05.02.2010 · Condor will Kelsterbach verlassen. Gateway Gardens steht als neuer Standort noch nicht fest. Das Urteil über den Frankfurter Wirtschaftsdezernenten ist dagegen schon gefällt: Die Unternehmensspitze ist voll des Lobes.
Von Jochen RemmertVor nicht allzu langer Zeit waren Klagen von Unternehmern über mangelndes Engagement der Stadt Frankfurt bei der Suche nach geeigneten Grundstücken durchaus keine Ausnahme. Dass einige ins Umland auswichen, hatte nicht nur etwas mit dem hohen Gewerbesteuerhebesatz in Frankfurt zu tun, sondern bisweilen auch mit einer gewissen Behäbigkeit der Verantwortlichen, die mancher mit Selbstgefälligkeit in Verbindung bringt.
Am Beispiel der Fluggesellschaft Condor zeigt Wirtschaftsdezernent Markus Frank (CDU), dass es auch anders laufen kann. So war er zwar nicht der erste Politiker der Region, der von den Erwägungen des Condor Flugdienstes erfahren hat, die bisherige Zentrale in Kelsterbach aufzugeben. Seit er aber weiß, dass Condor einen neuen Standort sucht und zudem Gateway Gardens ganz oben auf der Liste der favorisierten Standorte steht, hat er keine Zeit verloren, die Flieger zu umgarnen.
Lob für Frank
Condor und der Mutterkonzern Thomas Cook haben sich noch nicht endgültig für Gateway Gardens entschieden. Das Urteil über Frank ist dagegen schon gefällt: Die Unternehmensspitze ist voll des Lobes über den Wirtschaftsdezernenten. Tatsächlich engagiert sich Frank auch in Details, in denen bekanntlich der Teufel steckt, etwa in Fragen Straßenanbindung. Er ist dabei zu Recht der Überzeugung, dass eine Stadt mit hohen Infrastrukturkosten wie Frankfurt im Standortwettbewerb nicht über einen niedrigeren Gewerbesteuersatz punkten kann, sondern nur über die Lagevorteile des Grundstücks und ein Servicepaket der Stadt. Die Standortqualität von Gateway Gardens ist unbestritten; die Anbindung der Fläche zum Vorfeld ist für die Anforderungen einer Airline geradezu ideal.
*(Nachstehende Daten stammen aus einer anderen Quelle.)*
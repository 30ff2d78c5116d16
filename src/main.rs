use std::path::PathBuf;

use clap::{Parser, Subcommand};
use echoflare::ax25::Ax25Frame;
use echoflare::constants::{AX25_CONTROL_UI, AX25_PID_NO_LAYER3, DEFAULT_BAUD, Robot36Timings};
use echoflare::logging::{init_logger, log_info};
use echoflare::modem::{demod_wav_to_ax25_frames, mod_ax25_frame_to_wav, ModParams};
use echoflare::sstv::decode_robot36;
use echoflare::telecommand::{build_set_motd, build_sstv, verify_telecommand};
use echoflare::telemetry::decode_telemetry;
use echoflare::util::hex::{decode_hex, encode_hex};
use echoflare::EchoflareError;
use serde_json::json;

#[derive(Parser)]
#[command(name = "echoflare")]
#[command(about = "AX.25 + G3RUH modem + telemetry/telecommand helpers")]
struct Cli {
    #[command(subcommand)]
    command: Commands,
}

#[derive(Subcommand)]
enum Commands {
    /// Decode a raw 2-address AX.25 UI frame.
    DecodeAx25 {
        #[arg(long, conflicts_with = "file")]
        hex: Option<String>,
        #[arg(long)]
        file: Option<PathBuf>,
    },
    /// Decode a TL telemetry payload, optionally wrapped in AX.25.
    DecodeTelemetry {
        #[arg(long, conflicts_with = "file")]
        hex: Option<String>,
        #[arg(long)]
        file: Option<PathBuf>,
        #[arg(long)]
        ax25: bool,
    },
    /// Build a signed Set-MotD telecommand.
    BuildMotd {
        #[arg(long)]
        sequence: u32,
        #[arg(long)]
        motd: String,
        #[arg(long)]
        ax25: bool,
        #[arg(long, default_value = "GROUND")]
        src: String,
        #[arg(long, default_value = "HA7FLR")]
        dst: String,
        #[arg(long)]
        out: Option<PathBuf>,
        #[arg(long = "print-hex")]
        print_hex: bool,
    },
    /// Build a signed SSTV-trigger telecommand.
    BuildSstv {
        #[arg(long)]
        sequence: u32,
        #[arg(long)]
        ax25: bool,
        #[arg(long, default_value = "GROUND")]
        src: String,
        #[arg(long, default_value = "HA7FLR")]
        dst: String,
        #[arg(long)]
        out: Option<PathBuf>,
        #[arg(long = "print-hex")]
        print_hex: bool,
    },
    /// Demod a GroundTrack /radio WAV into AX.25 frames.
    DemodWav {
        #[arg(long)]
        wav: PathBuf,
        #[arg(long = "print-hex")]
        print_hex: bool,
        #[arg(long = "decode-tl")]
        decode_tl: bool,
    },
    /// Modulate an AX.25 frame (hex) into a TX WAV.
    ModWav {
        #[arg(long)]
        hex: String,
        #[arg(long)]
        out: PathBuf,
    },
    /// Decode a Robot36 SSTV WAV capture into a PNG image.
    SstvDecode {
        #[arg(long)]
        wav: PathBuf,
        #[arg(long)]
        out: PathBuf,
        #[arg(long)]
        debug: bool,
    },
}

fn read_input(hex: Option<String>, file: Option<PathBuf>) -> Result<Vec<u8>, EchoflareError> {
    match (hex, file) {
        (Some(h), None) => decode_hex(&h).map_err(|e| EchoflareError::FormatError(e.to_string())),
        (None, Some(f)) => Ok(std::fs::read(f)?),
        _ => Err(EchoflareError::FormatError(
            "Exactly one of --hex or --file is required".into(),
        )),
    }
}

fn wrap_ax25(payload: Vec<u8>, src: &str, dst: &str) -> Result<Vec<u8>, EchoflareError> {
    use echoflare::ax25::Ax25Address;
    Ax25Frame {
        destination: Ax25Address::new(dst, 0),
        source: Ax25Address::new(src, 0),
        control: AX25_CONTROL_UI,
        pid: AX25_PID_NO_LAYER3,
        payload,
    }
    .encode()
}

fn emit_telecommand(
    tc: Vec<u8>,
    wrap: bool,
    src: &str,
    dst: &str,
    out: Option<PathBuf>,
    print_hex: bool,
) -> Result<(), EchoflareError> {
    verify_telecommand(&tc).map_err(|e| {
        EchoflareError::Other(format!("internal error: produced invalid telecommand: {e}"))
    })?;

    let output = if wrap { wrap_ax25(tc, src, dst)? } else { tc };

    if let Some(path) = out {
        std::fs::write(path, &output)?;
    }
    if print_hex {
        println!("{}", encode_hex(&output));
    }
    Ok(())
}

fn main() -> Result<(), EchoflareError> {
    init_logger();
    let cli = Cli::parse();

    match cli.command {
        Commands::DecodeAx25 { hex, file } => {
            let raw = read_input(hex, file)?;
            let frame = Ax25Frame::decode(&raw)?;
            let result = json!({
                "destination": {"callsign": frame.destination.callsign, "ssid": frame.destination.ssid},
                "source": {"callsign": frame.source.callsign, "ssid": frame.source.ssid},
                "control": frame.control,
                "pid": frame.pid,
                "payload_hex": encode_hex(&frame.payload),
            });
            println!("{}", serde_json::to_string_pretty(&result).unwrap());
        }

        Commands::DecodeTelemetry { hex, file, ax25 } => {
            let raw = read_input(hex, file)?;
            let payload = if ax25 {
                Ax25Frame::decode(&raw)?.payload
            } else {
                raw
            };
            let tl = decode_telemetry(&payload)?;
            println!("{}", serde_json::to_string_pretty(&telemetry_json(&tl)).unwrap());
        }

        Commands::BuildMotd {
            sequence,
            motd,
            ax25,
            src,
            dst,
            out,
            print_hex,
        } => {
            let tc = build_set_motd(sequence, &motd)?;
            emit_telecommand(tc, ax25, &src, &dst, out, print_hex)?;
        }

        Commands::BuildSstv {
            sequence,
            ax25,
            src,
            dst,
            out,
            print_hex,
        } => {
            let tc = build_sstv(sequence)?;
            emit_telecommand(tc, ax25, &src, &dst, out, print_hex)?;
        }

        Commands::DemodWav {
            wav,
            print_hex,
            decode_tl,
        } => {
            let result = demod_wav_to_ax25_frames(&wav, DEFAULT_BAUD)?;
            println!(
                "{}",
                serde_json::to_string_pretty(&json!({
                    "frames": result.frames.len(),
                    "chosen_phase": result.chosen_phase,
                    "inverted": result.inverted,
                    "descramble_variant": result.descramble_variant,
                }))
                .unwrap()
            );

            if result.frames.is_empty() {
                return Ok(());
            }

            if print_hex {
                for frame in &result.frames {
                    println!("{}", encode_hex(frame));
                }
            }

            if decode_tl {
                let mut decoded = 0;
                for frame in &result.frames {
                    let Ok(ax) = Ax25Frame::decode(frame) else {
                        continue;
                    };
                    let Ok(tl) = decode_telemetry(&ax.payload) else {
                        continue;
                    };
                    println!("{}", serde_json::to_string_pretty(&telemetry_json(&tl)).unwrap());
                    decoded += 1;
                }
                if decoded == 0 {
                    log_info("No decodable TL telemetry found in these frames.");
                }
            }
        }

        Commands::ModWav { hex, out } => {
            let frame = decode_hex(&hex).map_err(|e| EchoflareError::FormatError(e.to_string()))?;
            mod_ax25_frame_to_wav(&frame, &out, ModParams::default())?;
        }

        Commands::SstvDecode { wav, out, debug } => {
            let (out_path, stats) = decode_robot36(&wav, &out, Robot36Timings::default())?;
            println!("{}", out_path.display());
            if debug {
                println!(
                    "{}",
                    serde_json::to_string_pretty(&json!({
                        "fs": stats.fs,
                        "samples": stats.samples,
                        "duration_s": stats.duration_s,
                        "sync_candidates": stats.sync_candidates,
                        "picked_chain": stats.picked_chain,
                        "line_s": stats.line_s,
                    }))
                    .unwrap()
                );
            }
        }
    }

    Ok(())
}

fn telemetry_json(tl: &echoflare::telemetry::Telemetry) -> serde_json::Value {
    json!({
        "sequence": tl.sequence,
        "timestamp": tl.timestamp,
        "uptime": tl.uptime,
        "boot_count": tl.boot_count,
        "restart_reason": tl.restart_reason,
        "mode": tl.mode,
        "flags": tl.flags,
        "battery_voltages_mv": tl.battery_voltages_mv,
        "battery_currents_ma": tl.battery_currents_ma,
        "temperature_c": tl.temperature_c,
        "motd": tl.motd,
    })
}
Dennoch bleibt die Frage, wieso Frank nicht über die städtische Wirtschaftsförderung von den Plänen der Condor erfahren hat. Selbst im kleinen Raunheim waren sie längst bekannt, und es wurden dort schon Pakete geschnürt, um die Fluggesellschaft für sich zu gewinnen. Hier muss der Dezernent nachhaken.
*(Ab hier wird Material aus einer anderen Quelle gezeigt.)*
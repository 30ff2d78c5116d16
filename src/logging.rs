//! Thin logging wrappers over the `log` crate.
//!
//! CLI front-ends call [`init_logger`] once at start-up; the core protocol
//! modules never log (they are pure functions over buffers), so these
//! helpers are only used by the ground-station client, the mission
//! orchestrator, and the CLI binaries.

use log::{debug, error, info, log_enabled, warn, Level};

/// Initializes the logger with the `env_logger` crate.
pub fn init_logger() {
    env_logger::init();
}

/// Logs an error message.
pub fn log_error(message: &str) {
    if log_enabled!(Level::Error) {
        error!("{message}");
    }
}

/// Logs a warning message.
pub fn log_warn(message: &str) {
    if log_enabled!(Level::Warn) {
        warn!("{message}");
    }
}

/// Logs an informational message.
pub fn log_info(message: &str) {
    if log_enabled!(Level::Info) {
        info!("{message}");
    }
}

/// Logs a debug message.
pub fn log_debug(message: &str) {
    if log_enabled!(Level::Debug) {
        debug!("{message}");
    }
}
Airline-Zentrum keine unrealistische Idee
Im übrigen zeigt der Fall, dass die anfänglichen Zweifel an der Eignung Franks unberechtigt waren. Wenn Frank davon spricht, dass der Zuzug der Condor von weiteren Fluggesellschaften als Aufbruchsignal verstanden werden könnte, dann zeigt das vielmehr, dass er auch das strategische Verständnis hat, das es braucht, um Frankfurt als Standort zu entwickeln. Ein Airline-Zentrum auf dem Gateway Gardens-Gelände ist eine nicht unrealistischer Idee. Schließlich gibt es Dutzende Airlines, die mit ihren Deutschland-Dependancen noch ziemlich verstreut sind in Frankfurt und Rhein-Main, die aber durchaus ein Interesse haben, näher an den Flughafen zu rücken. Räumliche Nähe zur Konkurrenz wirkt auch in dieser Branche keineswegs abschreckend. Die Wirtschaftsförderung hat jetzt einen Folgeauftrag.